** Stored data entries **
+--

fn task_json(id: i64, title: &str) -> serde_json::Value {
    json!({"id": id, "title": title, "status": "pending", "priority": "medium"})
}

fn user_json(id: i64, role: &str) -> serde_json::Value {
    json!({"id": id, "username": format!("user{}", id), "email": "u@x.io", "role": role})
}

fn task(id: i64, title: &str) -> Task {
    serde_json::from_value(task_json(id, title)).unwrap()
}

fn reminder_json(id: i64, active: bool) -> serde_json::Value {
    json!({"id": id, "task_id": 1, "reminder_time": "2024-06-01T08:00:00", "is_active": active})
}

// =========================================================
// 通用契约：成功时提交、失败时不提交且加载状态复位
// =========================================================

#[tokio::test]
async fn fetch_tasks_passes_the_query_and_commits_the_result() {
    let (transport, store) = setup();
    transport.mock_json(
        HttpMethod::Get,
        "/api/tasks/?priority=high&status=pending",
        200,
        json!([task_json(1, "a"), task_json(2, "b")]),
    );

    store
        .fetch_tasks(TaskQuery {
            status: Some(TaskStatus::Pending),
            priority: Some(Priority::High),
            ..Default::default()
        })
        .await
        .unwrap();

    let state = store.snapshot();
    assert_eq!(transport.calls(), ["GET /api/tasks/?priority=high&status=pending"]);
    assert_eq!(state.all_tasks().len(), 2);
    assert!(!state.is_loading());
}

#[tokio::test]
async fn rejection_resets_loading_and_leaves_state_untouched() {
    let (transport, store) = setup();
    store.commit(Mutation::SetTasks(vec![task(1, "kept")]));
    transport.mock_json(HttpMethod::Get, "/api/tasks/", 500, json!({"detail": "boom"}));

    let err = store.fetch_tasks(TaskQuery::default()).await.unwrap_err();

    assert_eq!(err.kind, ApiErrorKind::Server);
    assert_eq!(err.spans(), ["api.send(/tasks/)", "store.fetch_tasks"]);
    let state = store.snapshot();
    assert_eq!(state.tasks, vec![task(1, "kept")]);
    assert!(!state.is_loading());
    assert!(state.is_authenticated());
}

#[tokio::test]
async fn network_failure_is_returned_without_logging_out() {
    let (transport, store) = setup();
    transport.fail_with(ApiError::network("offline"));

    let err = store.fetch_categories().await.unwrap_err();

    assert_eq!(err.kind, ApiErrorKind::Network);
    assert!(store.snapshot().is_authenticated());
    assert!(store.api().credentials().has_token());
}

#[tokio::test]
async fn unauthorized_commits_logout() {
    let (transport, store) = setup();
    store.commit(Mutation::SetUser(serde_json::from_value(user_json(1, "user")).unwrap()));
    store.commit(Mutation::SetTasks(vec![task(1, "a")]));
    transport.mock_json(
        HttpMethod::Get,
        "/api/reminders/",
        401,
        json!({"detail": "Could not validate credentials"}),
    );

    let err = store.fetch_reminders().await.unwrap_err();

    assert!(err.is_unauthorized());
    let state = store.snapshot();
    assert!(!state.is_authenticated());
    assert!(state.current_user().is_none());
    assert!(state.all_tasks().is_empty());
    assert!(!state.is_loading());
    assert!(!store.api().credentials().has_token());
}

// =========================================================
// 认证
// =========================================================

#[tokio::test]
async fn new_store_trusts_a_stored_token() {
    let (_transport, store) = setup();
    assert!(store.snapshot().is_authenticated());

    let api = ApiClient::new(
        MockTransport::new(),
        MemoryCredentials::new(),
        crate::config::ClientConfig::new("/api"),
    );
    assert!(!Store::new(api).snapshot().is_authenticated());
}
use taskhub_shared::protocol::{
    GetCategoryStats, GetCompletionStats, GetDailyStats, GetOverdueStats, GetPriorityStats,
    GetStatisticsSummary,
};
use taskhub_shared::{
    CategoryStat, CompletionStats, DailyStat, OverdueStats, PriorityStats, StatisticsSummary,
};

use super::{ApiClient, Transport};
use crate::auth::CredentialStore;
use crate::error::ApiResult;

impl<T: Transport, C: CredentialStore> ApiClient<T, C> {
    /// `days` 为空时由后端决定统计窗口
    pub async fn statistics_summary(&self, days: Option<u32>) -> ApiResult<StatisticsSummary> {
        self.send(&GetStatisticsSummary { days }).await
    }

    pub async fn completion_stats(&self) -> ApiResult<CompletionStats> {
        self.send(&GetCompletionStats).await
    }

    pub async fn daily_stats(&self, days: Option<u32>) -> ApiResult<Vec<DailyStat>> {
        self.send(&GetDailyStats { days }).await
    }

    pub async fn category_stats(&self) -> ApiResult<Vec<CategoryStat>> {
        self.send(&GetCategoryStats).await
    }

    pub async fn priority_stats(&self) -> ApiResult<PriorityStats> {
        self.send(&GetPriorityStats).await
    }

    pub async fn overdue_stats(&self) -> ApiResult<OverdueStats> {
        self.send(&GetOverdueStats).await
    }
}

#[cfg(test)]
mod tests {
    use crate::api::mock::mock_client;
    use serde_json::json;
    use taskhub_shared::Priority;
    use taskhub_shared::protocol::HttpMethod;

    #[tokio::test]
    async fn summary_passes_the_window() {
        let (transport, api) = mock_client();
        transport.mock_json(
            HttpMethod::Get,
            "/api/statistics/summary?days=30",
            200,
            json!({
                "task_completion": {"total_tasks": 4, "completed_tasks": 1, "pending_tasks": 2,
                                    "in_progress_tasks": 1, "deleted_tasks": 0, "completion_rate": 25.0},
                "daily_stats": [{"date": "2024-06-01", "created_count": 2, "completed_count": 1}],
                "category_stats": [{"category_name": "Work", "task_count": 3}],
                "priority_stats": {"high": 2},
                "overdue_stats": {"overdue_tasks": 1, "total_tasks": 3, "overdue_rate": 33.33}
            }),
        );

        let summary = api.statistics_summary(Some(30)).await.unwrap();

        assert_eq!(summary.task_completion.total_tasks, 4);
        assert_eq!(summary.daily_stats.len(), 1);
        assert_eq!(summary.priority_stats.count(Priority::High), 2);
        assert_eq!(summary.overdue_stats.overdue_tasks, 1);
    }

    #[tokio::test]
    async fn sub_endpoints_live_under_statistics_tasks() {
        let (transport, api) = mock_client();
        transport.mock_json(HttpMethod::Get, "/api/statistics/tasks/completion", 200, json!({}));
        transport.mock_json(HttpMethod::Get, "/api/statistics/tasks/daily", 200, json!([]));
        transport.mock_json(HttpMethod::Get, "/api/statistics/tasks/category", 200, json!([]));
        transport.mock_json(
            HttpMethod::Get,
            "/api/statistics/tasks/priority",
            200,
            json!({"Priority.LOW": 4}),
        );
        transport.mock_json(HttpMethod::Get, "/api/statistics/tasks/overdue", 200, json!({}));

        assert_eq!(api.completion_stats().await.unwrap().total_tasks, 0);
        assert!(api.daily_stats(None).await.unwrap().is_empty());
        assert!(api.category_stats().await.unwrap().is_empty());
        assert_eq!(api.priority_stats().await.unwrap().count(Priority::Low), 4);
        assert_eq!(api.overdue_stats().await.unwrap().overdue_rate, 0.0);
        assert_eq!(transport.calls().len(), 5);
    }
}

+--

** What to work on **
Reproduce the entries exactly, each one as given.

** Answer space **
fn task_json(id: i64, title: &str) -> serde_json::Value {
    json!({"id": id, "title": title, "status": "pending", "priority": "medium"})
}

fn user_json(id: i64, role: &str) -> serde_json::Value {
    json!({"id": id, "username": format!("user{}", id), "email": "u@x.io", "role": role})
}

fn task(id: i64, title: &str) -> Task {
    serde_json::from_value(task_json(id, title)).unwrap()
}

fn reminder_json(id: i64, active: bool) -> serde_json::Value {
    json!({"id": id, "task_id": 1, "reminder_time": "2024-06-01T08:00:00", "is_active": active})
}

// =========================================================
// 通用契约：成功时提交、失败时不提交且加载状态复位
// =========================================================

#[tokio::test]
async fn fetch_tasks_passes_the_query_and_commits_the_result() {
    let (transport, store) = setup();
    transport.mock_json(
        HttpMethod::Get,
        "/api/tasks/?priority=high&status=pending",
        200,
        json!([task_json(1, "a"), task_json(2, "b")]),
    );

    store
        .fetch_tasks(TaskQuery {
            status: Some(TaskStatus::Pending),
            priority: Some(Priority::High),
            ..Default::default()
        })
        .await
        .unwrap();

    let state = store.snapshot();
    assert_eq!(transport.calls(), ["GET /api/tasks/?priority=high&status=pending"]);
    assert_eq!(state.all_tasks().len(), 2);
    assert!(!state.is_loading());
}

#[tokio::test]
async fn rejection_resets_loading_and_leaves_state_untouched() {
    let (transport, store) = setup();
    store.commit(Mutation::SetTasks(vec![task(1, "kept")]));
    transport.mock_json(HttpMethod::Get, "/api/tasks/", 500, json!({"detail": "boom"}));

    let err = store.fetch_tasks(TaskQuery::default()).await.unwrap_err();

    assert_eq!(err.kind, ApiErrorKind::Server);
    assert_eq!(err.spans(), ["api.send(/tasks/)", "store.fetch_tasks"]);
    let state = store.snapshot();
    assert_eq!(state.tasks, vec![task(1, "kept")]);
    assert!(!state.is_loading());
    assert!(state.is_authenticated());
}

#[tokio::test]
async fn network_failure_is_returned_without_logging_out() {
    let (transport, store) = setup();
    transport.fail_with(ApiError::network("offline"));

    let err = store.fetch_categories().await.unwrap_err();

    assert_eq!(err.kind, ApiErrorKind::Network);
    assert!(store.snapshot().is_authenticated());
    assert!(store.api().credentials().has_token());
}

#[tokio::test]
async fn unauthorized_commits_logout() {
    let (transport, store) = setup();
    store.commit(Mutation::SetUser(serde_json::from_value(user_json(1, "user")).unwrap()));
    store.commit(Mutation::SetTasks(vec![task(1, "a")]));
    transport.mock_json(
        HttpMethod::Get,
        "/api/reminders/",
        401,
        json!({"detail": "Could not validate credentials"}),
    );

    let err = store.fetch_reminders().await.unwrap_err();

    assert!(err.is_unauthorized());
    let state = store.snapshot();
    assert!(!state.is_authenticated());
    assert!(state.current_user().is_none());
    assert!(state.all_tasks().is_empty());
    assert!(!state.is_loading());
    assert!(!store.api().credentials().has_token());
}

// =========================================================
// 认证
// =========================================================

#[tokio::test]
async fn new_store_trusts_a_stored_token() {
    let (_transport, store) = setup();
    assert!(store.snapshot().is_authenticated());

    let api = ApiClient::new(
        MockTransport::new(),
        MemoryCredentials::new(),
        crate::config::ClientConfig::new("/api"),
    );
    assert!(!Store::new(api).snapshot().is_authenticated());
}
use taskhub_shared::protocol::{
    GetCategoryStats, GetCompletionStats, GetDailyStats, GetOverdueStats, GetPriorityStats,
    GetStatisticsSummary,
};
use taskhub_shared::{
    CategoryStat, CompletionStats, DailyStat, OverdueStats, PriorityStats, StatisticsSummary,
};

use super::{ApiClient, Transport};
use crate::auth::CredentialStore;
use crate::error::ApiResult;

impl<T: Transport, C: CredentialStore> ApiClient<T, C> {
    /// `days` 为空时由后端决定统计窗口
    pub async fn statistics_summary(&self, days: Option<u32>) -> ApiResult<StatisticsSummary> {
        self.send(&GetStatisticsSummary { days }).await
    }

    pub async fn completion_stats(&self) -> ApiResult<CompletionStats> {
        self.send(&GetCompletionStats).await
    }

    pub async fn daily_stats(&self, days: Option<u32>) -> ApiResult<Vec<DailyStat>> {
        self.send(&GetDailyStats { days }).await
    }

    pub async fn category_stats(&self) -> ApiResult<Vec<CategoryStat>> {
        self.send(&GetCategoryStats).await
    }

    pub async fn priority_stats(&self) -> ApiResult<PriorityStats> {
        self.send(&GetPriorityStats).await
    }

    pub async fn overdue_stats(&self) -> ApiResult<OverdueStats> {
        self.send(&GetOverdueStats).await
    }
}

#[cfg(test)]
mod tests {
    use crate::api::mock::mock_client;
    use serde_json::json;
    use taskhub_shared::Priority;
    use taskhub_shared::protocol::HttpMethod;

    #[tokio::test]
    async fn summary_passes_the_window() {
        let (transport, api) = mock_client();
        transport.mock_json(
            HttpMethod::Get,
            "/api/statistics/summary?days=30",
            200,
            json!({
                "task_completion": {"total_tasks": 4, "completed_tasks": 1, "pending_tasks": 2,
                                    "in_progress_tasks": 1, "deleted_tasks": 0, "completion_rate": 25.0},
                "daily_stats": [{"date": "2024-06-01", "created_count": 2, "completed_count": 1}],
                "category_stats": [{"category_name": "Work", "task_count": 3}],
                "priority_stats": {"high": 2},
                "overdue_stats": {"overdue_tasks": 1, "total_tasks": 3, "overdue_rate": 33.33}
            }),
        );

        let summary = api.statistics_summary(Some(30)).await.unwrap();

        assert_eq!(summary.task_completion.total_tasks, 4);
        assert_eq!(summary.daily_stats.len(), 1);
        assert_eq!(summary.priority_stats.count(Priority::High), 2);
        assert_eq!(summary.overdue_stats.overdue_tasks, 1);
    }

    #[tokio::test]
    async fn sub_endpoints_live_under_statistics_tasks() {
        let (transport, api) = mock_client();
        transport.mock_json(HttpMethod::Get, "/api/statistics/tasks/completion", 200, json!({}));
        transport.mock_json(HttpMethod::Get, "/api/statistics/tasks/daily", 200, json!([]));
        transport.mock_json(HttpMethod::Get, "/api/statistics/tasks/category", 200, json!([]));
        transport.mock_json(
            HttpMethod::Get,
            "/api/statistics/tasks/priority",
            200,
            json!({"Priority.LOW": 4}),
        );
        transport.mock_json(HttpMethod::Get, "/api/statistics/tasks/overdue", 200, json!({}));

        assert_eq!(api.completion_stats().await.unwrap().total_tasks, 0);
        assert!(api.daily_stats(None).await.unwrap().is_empty());
        assert!(api.category_stats().await.unwrap().is_empty());
        assert_eq!(api.priority_stats().await.unwrap().count(Priority::Low), 4);
        assert_eq!(api.overdue_stats().await.unwrap().overdue_rate, 0.0);
        assert_eq!(transport.calls().len(), 5);
    }
}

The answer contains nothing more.